Net fishing takes place across the Southern IFC District using a variety of different methods. The main netting methods used can be broadly separated into three categories:

Fixed nets

A fixed net is a type of gill net which is held in situ, at any point along its length, by an anchor, or any other object including the seabed. Fixed nets are generally shot along the tidal axis and fish most effectively on the slack part of the tide. Due to the net being fixed, fish may encounter the net either by active swimming or by passive movement with water currents.

Drift nets

A drift net is a type of gill net that is set without an anchor and allowed to move freely with the tide or current. They are often set to target a particular section of the water column. The mesh size, length of net and soak time used will reflect the target species (including the minimum conservation reference size of that target species) allowing drift netting to be a selective method of fishing. Fishers who use drift nets are experienced in knowing where and when to set the nets to maximise interaction with their target species and minimise bycatch. Drift netting takes place across the District targeting a number of species including grey mullet species, skates and rays, herring and sole.

Ring nets

A ring net is a type of gill net set in a circle, either in open water where the circle is completed, or close to the shore where a U-shape may be formed with the net set against the shore. As with drift nets, the mesh size is dictated by the target species with a common range from 3 5/8 to 4 inches. Ring nets are constantly attended and are hauled only a short time after deployment. Catch is commonly removed from the net whilst it is being hauled. Ring nets are primarily used to target shoals of fish such as grey mullet species and it is noted to be a selective method of fishing as fishers will not set the net speculatively but rather only when the presence of a shoal of fish has been identified.
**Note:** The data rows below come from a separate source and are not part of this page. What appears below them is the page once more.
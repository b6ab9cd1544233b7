//! # finderbridge connector
//!
//! Builds the storage roots an external file-manager runtime exposes for one
//! learning-platform request.
//!
//! ## Overview
//!
//! - **Request context**: identities, path table and collaborator traits
//! - **Drivers**: pluggable root producers and the registry naming them
//! - **Connector**: per-request orchestration, merging every driver's
//!   configuration over the default policy
//! - **Hooks**: the seam fired after upload, rm and mkdir
//! - **Configuration**: TOML settings for the standalone binary
//!
//! ## Architecture
//!
//! ```text
//! ┌──────────────────────────────────────────────────────────┐
//! │                        Connector                         │
//! ├──────────────────────────────────────────────────────────┤
//! │  ┌────────────────┐   ┌──────────────┐   ┌────────────┐  │
//! │  │ DriverRegistry │──▶│ ConfigMerger │──▶│ Operations │  │
//! │  └────────────────┘   └──────────────┘   └────────────┘  │
//! │          │                   ▲                           │
//! │          ▼                   │                           │
//! │  ┌────────────────┐   ┌──────────────┐                   │
//! │  │    Drivers     │   │DefaultPolicy │                   │
//! │  └────────────────┘   └──────────────┘                   │
//! │          │ Weak                                          │
//! │          ▼                                               │
//! │  ┌────────────────┐                                      │
//! │  │ RequestContext │                                      │
//! │  └────────────────┘                                      │
//! └──────────────────────────────────────────────────────────┘
//! ```
//!
//! ## Quick Start
//!
//! ```rust
//! use std::sync::Arc;
//!
//! use connector::context::{
//!     IdentityTranslator, NoEntities, PathTable, RequestContext, RoleSet, StaticUrlGenerator,
//!     User, PATH_TEMP, PATH_USERS,
//! };
//! use connector::{Connector, ConnectorSettings};
//!
//! let paths = PathTable::new()
//!     .with(PATH_TEMP, "/tmp/lms")
//!     .with(PATH_USERS, "/srv/lms/users");
//! let context = RequestContext::builder(paths)
//!     .user(Some(User { id: 1, username: "admin".to_string() }))
//!     .url_generator(Arc::new(StaticUrlGenerator::new("https://lms.example")))
//!     .translator(Arc::new(IdentityTranslator))
//!     .security(Arc::new(RoleSet::default()))
//!     .entities(Arc::new(NoEntities))
//!     .build()?;
//!
//! let mut connector = Connector::new(Arc::new(context), ConnectorSettings::default())?;
//! let operations = connector.get_operations();
//!
//! // Without a course only the user roots survive.
//! assert_eq!(operations.roots.len(), 2);
//! # Ok::<(), connector::ConnectorError>(())
//! ```
//!
//! ## Modules
//!
//! - [`context`]: request context and collaborator traits
//! - [`drivers`]: driver interface, built-in drivers and registry
//! - [`connector`](mod@connector): the per-request orchestrator
//! - [`hooks`]: command hooks and the bind table
//! - [`access`]: the dot-file access predicate
//! - [`config`]: TOML configuration
//! - [`error`]: error types

pub mod access;
pub mod config;
pub mod connector;
pub mod context;
pub mod drivers;
pub mod error;
pub mod hooks;

// Re-export the root model for convenience
pub use roots;

pub use config::{Config, ConfigError};
pub use connector::{Connector, ConnectorSettings, Operations, RootAssembly, RootFailure};
pub use context::{PathTable, RequestContext};
pub use drivers::{Driver, DriverKind, DriverRegistry};
pub use error::{ConnectorError, DriverError, Result};
pub use hooks::{BindTable, CommandEvent, CommandHook, NoopCommandHook};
Descriptions of net types are taken from Officer experience, engagement with fishers and definitions provided in Potter and Pawson (1991) 1 .

1 Potter, E. C. E. and Pawson, M. G. 1991. Gill Netting. Ministry of Agriculture, Fisheries and Food, Directorate of Fisheries Research, Laboratory Leaflet Number 69, pp. 34

In 2021, 260 tonnes of fish were landed from ICES areas 29E7, 30E7 and 30E8 having been caught using nets 2. The top fish species landed were: Sole, Mullet, Plaice, Cuttlefish and Thornback Ray.

Data from the Marine Mangament Organisation, 2022. ICES areas 29E7, 30E7 and 30E8 cover the mojority or the Southern IFC District and some areas outside. 

Fishery Monitoring and Stock Assessments

Currently, the Southern IFCA do not undertake stock assessments of the species caught in net fisheries. However, the Southern IFCA is currently undertaking a review of net fishing within harbours and estuaries in the District. More information on the review can be found on the Ongoing Reviews page .

However, twice annually the Authority monitors juvenile fish species found inside estuary fish nursery areas. These surveys aim to provide an understanding of the importance of the estuaries and sheltered harbours within the District to juvenile fish populations. For the results of these surveys please see below:

Marine Protected Area Assessments

At this time no detailed Marine Protected Area assessments have been required for the Southern IFCA net fisheries. However, the Southern IFCA is currently undertaking a review of net fishing within harbours and estuaries in the District, and as a part of this review MPA assessments are being drafted. Once the review is complete and the assessments finalised, they will be uploaded below. More information on the review can be found on the Ongoing Reviews page .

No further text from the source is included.